15. Describe the role of RNA polymerase in producing mRNA

Answer 62

RNA polymerase joins adjacent RNA nucleotides in a condensation reaction to form a phosphodiester bond. Repeating this process produces mRNA.

Question 63

16. Describe the role of ribosomes in translation.

Answer 63

mRNA binds to ribosome; there are two codons binding sites; Allows tRNA with anticodons to bind; Catalyses formation of peptide bond between amino acids held by tRNA molecules; Moves along mRNA to the next codon;

Question 64

17. Describe the role of tRNA in translation.

Answer 64

The anticodon is complementary to codon on mRNA; each tRNA has a specific amino acid; carried to ribosome; this gives the correct sequence of amino acids along polypeptide;

Question 65

18. Describe the role of ATP in translation.

Answer 65

ATP is hydrolysed to release the energy needed for the two amino acids on tRNA to be joined by a peptide bond.
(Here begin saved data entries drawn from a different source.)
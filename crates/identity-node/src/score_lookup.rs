use std::sync::Arc;

use identity_budget::ScoreLookup;
use identity_core::{Context, Epoch, Identifier, IdentityError};
use identity_registry::RulesRegistry;
use identity_scoring::ScoringEngine;

/// Wires the real scoring engine into the budget manager's `ScoreLookup`
/// capability (see `identity-budget::manager` for why this indirection
/// exists rather than a direct dependency).
pub struct EngineScoreLookup {
    engine: Arc<ScoringEngine>,
    registry: Arc<RulesRegistry>,
}

impl EngineScoreLookup {
    pub fn new(engine: Arc<ScoringEngine>, registry: Arc<RulesRegistry>) -> Self {
        Self { engine, registry }
    }
}

impl ScoreLookup for EngineScoreLookup {
    fn score_at(&self, identity: &Identifier, context: &Context, epoch: Epoch) -> Result<f64, IdentityError> {
        let rules = self.registry.get_active()?;
        Ok(self.engine.compute_score(identity, context, epoch, &rules)?.value)
    }
}
pub mod collusion;
pub mod community;
pub mod diversity;

pub use collusion::{find_collusion_clusters, CollusionCluster};
pub use community::{detect_communities, Community};
pub use diversity::{community_overlap, shannon_diversity};
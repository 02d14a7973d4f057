use serde::{Deserialize, Serialize};
use std::fmt;

/// Monotonic epoch counter (day-granularity by default: `unix_time / 86400`).
pub type Epoch = i64;

/// Unix timestamp (seconds, UTC).
pub type Timestamp = i64;

/// Named scope in which scores, budgets, and vouches are tracked independently
/// (e.g. `commerce`, `hiring`, `general`).
pub type Context = String;

// ── ContentId ────────────────────────────────────────────────────────────────

/// 32-byte SHA-256 content identifier: the sole primary key for a blob or
/// event. Self-describing — two writes of identical bytes always yield the
/// same `ContentId`.
#[derive(Clone, Copy, PartialEq, Eq, Hash, PartialOrd, Ord, Serialize, Deserialize)]
pub struct ContentId(pub [u8; 32]);

impl ContentId {
    pub fn from_bytes(b: [u8; 32]) -> Self {
        Self(b)
    }

    pub fn as_bytes(&self) -> &[u8; 32] {
        &self.0
    }

    pub fn to_hex(&self) -> String {
        hex::encode(self.0)
    }

    pub fn from_hex(s: &str) -> Result<Self, hex::FromHexError> {
        let bytes = hex::decode(s)?;
        let mut arr = [0u8; 32];
        if bytes.len() != 32 {
            return Err(hex::FromHexError::InvalidStringLength);
        }
        arr.copy_from_slice(&bytes);
        Ok(Self(arr))
    }
}

impl fmt::Display for ContentId {
    fn fmt(&self, f: &mut fmt::Formatter<'_>) -> fmt::Result {
        write!(f, "{}", self.to_hex())
    }
}

impl fmt::Debug for ContentId {
    fn fmt(&self, f: &mut fmt::Formatter<'_>) -> fmt::Result {
        write!(f, "ContentId({}…)", &self.to_hex()[..16])
    }
}

// ── Identifier ───────────────────────────────────────────────────────────────

/// Opaque method-qualified string of the form `method:local-id`, e.g.
/// `key:z6Mk...`. Treated as an ordered key for indexes; this crate does not
/// parse or resolve it — resolution is an external collaborator.
#[derive(Clone, PartialEq, Eq, Hash, PartialOrd, Ord, Serialize, Deserialize)]
pub struct Identifier(String);

impl Identifier {
    pub fn new(s: impl Into<String>) -> Result<Self, crate::error::IdentityError> {
        let s = s.into();
        if s.is_empty() {
            return Err(crate::error::IdentityError::InvalidInput(
                "identifier must not be empty".into(),
            ));
        }
        Ok(Self(s))
    }

    pub fn as_str(&self) -> &str {
        &self.0
    }

    /// The `method` portion before the first `:`, if present.
    pub fn method(&self) -> Option<&str> {
        self.0.split_once(':').map(|(m, _)| m)
    }
}

impl fmt::Display for Identifier {
    fn fmt(&self, f: &mut fmt::Formatter<'_>) -> fmt::Result {
        write!(f, "{}", self.0)
    }
}

impl fmt::Debug for Identifier {
    fn fmt(&self, f: &mut fmt::Formatter<'_>) -> fmt::Result {
        write!(f, "Identifier({})", self.0)
    }
}

impl AsRef<str> for Identifier {
    fn as_ref(&self) -> &str {
        &self.0
    }
}

#[cfg(test)]
mod tests {
    use super::*;

    #[test]
    fn content_id_hex_round_trip() {
        let cid = ContentId::from_bytes([7u8; 32]);
        let hex = cid.to_hex();
        assert_eq!(ContentId::from_hex(&hex).unwrap(), cid);
    }

    #[test]
    fn identifier_rejects_empty() {
        assert!(Identifier::new("").is_err());
    }

    #[test]
    fn identifier_method() {
        let id = Identifier::new("key:z6Mkabc").unwrap();
        assert_eq!(id.method(), Some("key"));
    }
}
//! Typed payloads for the five evidence classes. An `Event`'s
//! `payload_ref` points at the blob holding one of these, canonically
//! encoded; the event itself carries only the routing fields
//! (`from`/`to`/`context`/`epoch`).

use serde::{Deserialize, Serialize};

use crate::types::{Epoch, Identifier};

#[derive(Debug, Clone, Serialize, Deserialize)]
pub struct KycPayload {
    pub issuer: Identifier,
    pub weight: f64,
    /// Epoch after which this credential no longer counts toward `K`.
    pub expires_at_epoch: Option<Epoch>,
}

#[derive(Debug, Clone, Serialize, Deserialize)]
pub struct AttestationPayload {
    pub issuer: Identifier,
    pub attestation_type: String,
    pub weight: f64,
    pub issuer_reputation: f64,
}

#[derive(Debug, Clone, Serialize, Deserialize)]
pub struct VouchPayload {
    pub strength: f64,
}

#[derive(Debug, Clone, Serialize, Deserialize)]
pub struct ReportPayload {
    pub issuer: Identifier,
    pub severity: f64,
    pub adjudicated: bool,
    pub upheld: bool,
}
use identity_core::IdentityError;
use serde::Serialize;

/// Canonical byte encoding used for hashing and signing: JSON
/// Canonicalization Scheme (RFC 8785) via `serde_jcs`, so two equal values
/// always produce identical bytes regardless of field insertion order.
pub fn canonical_bytes<T: Serialize>(value: &T) -> Result<Vec<u8>, IdentityError> {
    serde_jcs::to_string(value)
        .map(|s| s.into_bytes())
        .map_err(|e| IdentityError::Serialization(e.to_string()))
}

#[cfg(test)]
mod tests {
    use super::*;
    use serde::Serialize;

    #[derive(Serialize)]
    struct Pair {
        b: u32,
        a: u32,
    }

    #[derive(Serialize)]
    struct PairReordered {
        a: u32,
        b: u32,
    }

    #[test]
    fn field_order_does_not_affect_canonical_bytes() {
        let x = canonical_bytes(&Pair { b: 2, a: 1 }).unwrap();
        let y = canonical_bytes(&PairReordered { a: 1, b: 2 }).unwrap();
        assert_eq!(x, y);
    }
}
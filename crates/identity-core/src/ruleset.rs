use serde::{Deserialize, Serialize};
use std::collections::HashMap;

use crate::constants::*;
use crate::error::IdentityError;
use crate::types::{ContentId, Context, Timestamp};

/// Scoring weights `{alpha, beta, gamma, delta, tau}` applied to the five
/// score factors `(K, A, V, R, T)`.
#[derive(Debug, Clone, Copy, PartialEq, Serialize, Deserialize)]
pub struct Factors {
    pub alpha: f64,
    pub beta: f64,
    pub gamma: f64,
    pub delta: f64,
    pub tau: f64,
}

impl Default for Factors {
    fn default() -> Self {
        Self {
            alpha: DEFAULT_ALPHA,
            beta: DEFAULT_BETA,
            gamma: DEFAULT_GAMMA,
            delta: DEFAULT_DELTA,
            tau: DEFAULT_TAU,
        }
    }
}

impl Factors {
    /// `/config PUT` rejects any negative weight.
    pub fn validate(&self) -> Result<(), IdentityError> {
        let all = [self.alpha, self.beta, self.gamma, self.delta, self.tau];
        if all.iter().any(|w| *w < 0.0) {
            return Err(IdentityError::InvalidInput(
                "all factor weights must be non-negative".into(),
            ));
        }
        Ok(())
    }
}

/// Selects which pure decay family a rule set uses.
#[derive(Debug, Clone, Copy, PartialEq, Serialize, Deserialize)]
#[serde(rename_all = "snake_case")]
pub enum DecayKind {
    Exponential,
    Linear,
    Power { p: f64 },
}

impl Default for DecayKind {
    fn default() -> Self {
        DecayKind::Exponential
    }
}

/// Per-context vouch budget parameters.
#[derive(Debug, Clone, Copy, PartialEq, Serialize, Deserialize)]
pub struct BudgetParams {
    pub base_budget: f64,
    pub budget_multiplier: f64,
}

impl Default for BudgetParams {
    fn default() -> Self {
        Self {
            base_budget: DEFAULT_BASE_BUDGET,
            budget_multiplier: DEFAULT_BUDGET_MULTIPLIER,
        }
    }
}

/// Committee sizing/threshold parameters carried in every rule set.
#[derive(Debug, Clone, Copy, PartialEq, Serialize, Deserialize)]
pub struct CommitteeParams {
    pub size: usize,
    pub threshold: usize,
}

/// Signed collection of parameters governing scoring, budgeting, and
/// governance. Invariant: at any epoch exactly one rule set is active;
/// `valid_from >= created_at + timelock`.
#[derive(Debug, Clone, Serialize, Deserialize)]
pub struct RuleSet {
    pub id: ContentId,
    pub factors: Factors,
    pub vouch_cap: f64,
    pub vouch_half_life: f64,
    pub report_half_life: f64,
    pub time_max_growth: f64,
    pub time_inactivity_decay: f64,
    pub decay: DecayKind,
    pub diversity_penalty: f64,
    pub community_threshold: f64,
    pub collusion_threshold: f64,
    pub collusion_penalty: f64,
    pub per_context_budget: HashMap<Context, BudgetParams>,
    pub committee: CommitteeParams,
    pub checkpoint_cadence_epochs: u64,
    pub dispute_window_epochs: u64,
    pub created_at: Timestamp,
    pub valid_from: Timestamp,
    pub timelock_days: i64,
    /// SHA-256 over the canonical encoding with `signature`/`id` zeroed.
    pub hash: ContentId,
    pub signature: Vec<u8>,
    pub signer_public_key: Vec<u8>,
}

impl RuleSet {
    pub fn budget_for(&self, context: &str) -> BudgetParams {
        self.per_context_budget
            .get(context)
            .copied()
            .unwrap_or_default()
    }
}

#[cfg(test)]
mod tests {
    use super::*;

    #[test]
    fn default_factors_are_valid() {
        assert!(Factors::default().validate().is_ok());
    }

    #[test]
    fn negative_weight_rejected() {
        let mut f = Factors::default();
        f.delta = -0.1;
        assert!(f.validate().is_err());
    }
}
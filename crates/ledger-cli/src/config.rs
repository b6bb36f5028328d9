use clap::Args;
use std::path::PathBuf;

pub const DEFAULT_DATA_DIR: &str = "./tmp/blocks";

/// Runtime settings shared by every subcommand.
#[derive(Args, Debug, Clone)]
pub struct Config {
    /// Directory of the sled store holding the chain
    #[arg(long, global = true, env = "LEDGER_DATA_DIR", default_value = DEFAULT_DATA_DIR)]
    pub data_dir: PathBuf,
}
use ledger_core::constants::TIP_KEY;
use ledger_core::{Block, ChainStore, Hash, IntegrityError, LedgerError, LedgerResult};
use sled::transaction::{ConflictableTransactionError, TransactionError};
use sled::{Db, IVec};
use std::path::Path;
use tracing::{debug, info};

/// Blocks live in the default tree keyed by their hash, next to the `"lh"` tip pointer.
#[derive(Clone)]
pub struct SledStore {
  db: Db,
}

impl SledStore {
  pub fn open<P: AsRef<Path>>(path: P) -> LedgerResult<Self> {
    let path = path.as_ref();
    let db = sled::open(path).map_err(LedgerError::storage)?;
    info!(path = %path.display(), "sled store opened");
    Ok(Self { db })
  }

  /// Like [`SledStore::open`] but refuses to create a fresh directory.
  pub fn open_existing<P: AsRef<Path>>(path: P) -> LedgerResult<Self> {
    if !path.as_ref().exists() {
      return Err(LedgerError::NotFound);
    }
    Self::open(path)
  }

  /// Raw handle, for inspection in tests and tools.
  pub fn db(&self) -> &Db {
    &self.db
  }
}

fn decode_tip(value: &IVec) -> Result<Hash, IntegrityError> {
  Hash::try_from(value.as_ref()).map_err(|_| IntegrityError::MalformedTip(value.len()))
}

impl ChainStore for SledStore {
  fn tip_hash(&self) -> LedgerResult<Option<Hash>> {
    let value = self.db.get(TIP_KEY).map_err(LedgerError::storage)?;
    Ok(value.as_ref().map(decode_tip).transpose()?)
  }

  fn get_block(&self, hash: &Hash) -> LedgerResult<Option<Block>> {
    let Some(bytes) = self.db.get(hash).map_err(LedgerError::storage)? else {
      return Ok(None);
    };
    let block = Block::deserialize(&bytes)?;
    if block.hash != *hash {
      return Err(
        IntegrityError::HashMismatch {
          key: *hash,
          found: block.hash,
        }
        .into(),
      );
    }
    Ok(Some(block))
  }

  fn commit_block(&self, block: &Block, expected_tip: Option<Hash>) -> LedgerResult<()> {
    let bytes = block.serialize()?;

    let result = self.db.transaction(|tx| {
      let current = match tx.get(TIP_KEY)? {
        Some(value) => Some(
          decode_tip(&value).map_err(|e| ConflictableTransactionError::Abort(LedgerError::from(e)))?,
        ),
        None => None,
      };
      if current != expected_tip {
        let err = match expected_tip {
          None => LedgerError::AlreadyExists,
          Some(_) => LedgerError::TipMoved,
        };
        return Err(ConflictableTransactionError::Abort(err));
      }
      tx.insert(&block.hash[..], bytes.as_slice())?;
      tx.insert(TIP_KEY, &block.hash[..])?;
      Ok(())
    });

    match result {
      Ok(()) => {
        debug!(
          bytes = bytes.len(),
          "committed block {} as tip",
          hex::encode(block.hash)
        );
        Ok(())
      }
      Err(TransactionError::Abort(err)) => Err(err),
      Err(TransactionError::Storage(err)) => Err(LedgerError::storage(err)),
    }
  }

  fn flush(&self) -> LedgerResult<()> {
    self.db.flush().map_err(LedgerError::storage)?;
    Ok(())
  }
}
This is catalysed by an enzyme.

Question 66

19. Describe how a gene is a code for the production of a polypeptide. Do not include information about transcription or translation in your answer.

Answer 66

The base sequence is organised into triplets, each triplet codes for an amino acid so the sequence of triplets determines the sequence of amino acids in the polypeptide.